Extracted data »
//! Event bus for broadcasting domain events to subscribers
//!
//! Uses tokio broadcast channel for pub/sub pattern. Notification and
//! messaging integrations subscribe; the workflow publishes on every
//! transition.

use std::sync::atomic::{AtomicUsize, Ordering};
use std::sync::Arc;

use log::{debug, info, warn};
use tokio::sync::broadcast;

use crate::domain::events::{Event, EventMessage};

/// Default channel capacity
const DEFAULT_CAPACITY: usize = 1024;

/// Event bus for broadcasting events to all subscribers
#[derive(Clone)]
pub struct EventBus {
    sender: broadcast::Sender<EventMessage>,
    subscriber_count: Arc<AtomicUsize>,
}

impl EventBus {
    /// Create a new event bus with default capacity
    pub fn new() -> Self {
        Self::with_capacity(DEFAULT_CAPACITY)
    }

    /// Create a new event bus with custom capacity
    pub fn with_capacity(capacity: usize) -> Self {
        let (sender, _) = broadcast::channel(capacity);
        Self {
            sender,
            subscriber_count: Arc::new(AtomicUsize::new(0)),
        }
    }

    /// Publish an event to all subscribers
    pub fn publish(&self, event: Event) {
        let message = EventMessage::new(event);
        let event_type = message.event.event_type();
        let rent_request_id = message.event.rent_request_id();

        match self.sender.send(message) {
            Ok(count) => {
                debug!(
                    "Event published: type={}, rent_request={}, subscribers={}",
                    event_type, rent_request_id, count
                );
            }
            Err(_) => {
                // No subscribers - normal when no notification consumers connected
                debug!(
                    "Event published (no subscribers): type={}, rent_request={}",
                    event_type, rent_request_id
                );
            }
        }
    }

    /// Subscribe to receive events
    pub fn subscribe(&self) -> EventSubscriber {
        let receiver = self.sender.subscribe();
        self.subscriber_count.fetch_add(1, Ordering::SeqCst);
        let count = self.subscriber_count.load(Ordering::SeqCst);
        info!("New event subscriber, total: {}", count);

        EventSubscriber {
            receiver,
            subscriber_count: self.subscriber_count.clone(),
        }
    }

    /// Get current subscriber count
    pub fn subscriber_count(&self) -> usize {
        self.subscriber_count.load(Ordering::SeqCst)
    }
}

impl Default for EventBus {
    fn default() -> Self {
        Self::new()
    }
}

/// Event subscriber that receives events from the bus
pub struct EventSubscriber {
    receiver: broadcast::Receiver<EventMessage>,
    subscriber_count: Arc<AtomicUsize>,
}

impl EventSubscriber {
    /// Receive the next event
    pub async fn recv(&mut self) -> Option<EventMessage> {
        loop {
            match self.receiver.recv().await {
                Ok(msg) => return Some(msg),
                Err(broadcast::error::RecvError::Lagged(count)) => {
                    warn!("Subscriber lagged, {} events missed", count);
                    continue;
                }
                Err(broadcast::error::RecvError::Closed) => {
                    return None;
                }
            }
        }
    }

    /// Receive without blocking; None when the buffer is empty
    pub fn try_recv(&mut self) -> Option<EventMessage> {
        loop {
            match self.receiver.try_recv() {
                Ok(msg) => return Some(msg),
                Err(broadcast::error::TryRecvError::Lagged(count)) => {
                    warn!("Subscriber lagged, {} events missed", count);
                    continue;
                }
                Err(_) => return None,
            }
        }
    }
}

impl Drop for EventSubscriber {
    fn drop(&mut self) {
        let prev = self.subscriber_count.fetch_sub(1, Ordering::SeqCst);
        info!("Event subscriber disconnected, remaining: {}", prev - 1);
    }
}

/// Shared event bus type
pub type SharedEventBus = Arc<EventBus>;

/// Create a shared event bus
pub fn create_event_bus() -> SharedEventBus {
    Arc::new(EventBus::new())
}

#[cfg(test)]
mod tests {
    use super::*;
    use crate::domain::events::RentRequestEventData;
    use uuid::Uuid;

    fn sample_event() -> Event {
        Event::RentRequestConfirmed(RentRequestEventData {
            rent_request_id: Uuid::new_v4(),
            property_id: Uuid::new_v4(),
            renter_id: Uuid::new_v4(),
            owner_id: Uuid::new_v4(),
            status: "confirmed".to_string(),
        })
    }

    #[tokio::test]
    async fn publish_reaches_subscriber() {
        let bus = EventBus::new();
        let mut subscriber = bus.subscribe();

        bus.publish(sample_event());

        let received = tokio::time::timeout(
            std::time::Duration::from_millis(100),
            subscriber.recv(),
        )
        .await
        .expect("Timeout")
        .expect("No message");

        assert_eq!(received.event.event_type(), "rent_request_confirmed");
    }

    #[test]
    fn subscriber_count_tracks_drops() {
        let bus = EventBus::new();
        assert_eq!(bus.subscriber_count(), 0);

        let sub1 = bus.subscribe();
        assert_eq!(bus.subscriber_count(), 1);

        let _sub2 = bus.subscribe();
        assert_eq!(bus.subscriber_count(), 2);

        drop(sub1);
        assert_eq!(bus.subscriber_count(), 1);
    }
}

About this exercise » In the data above, retype exactly and only the lines between the one holding "publishes on every" and the one holding "const DEFAULT_CAPACITY: usize = 1024;", inclusive.

Task output »
//! messaging integrations subscribe; the workflow publishes on every
//! transition.

use std::sync::atomic::{AtomicUsize, Ordering};
use std::sync::Arc;

use log::{debug, info, warn};
use tokio::sync::broadcast;

use crate::domain::events::{Event, EventMessage};

/// Default channel capacity
const DEFAULT_CAPACITY: usize = 1024;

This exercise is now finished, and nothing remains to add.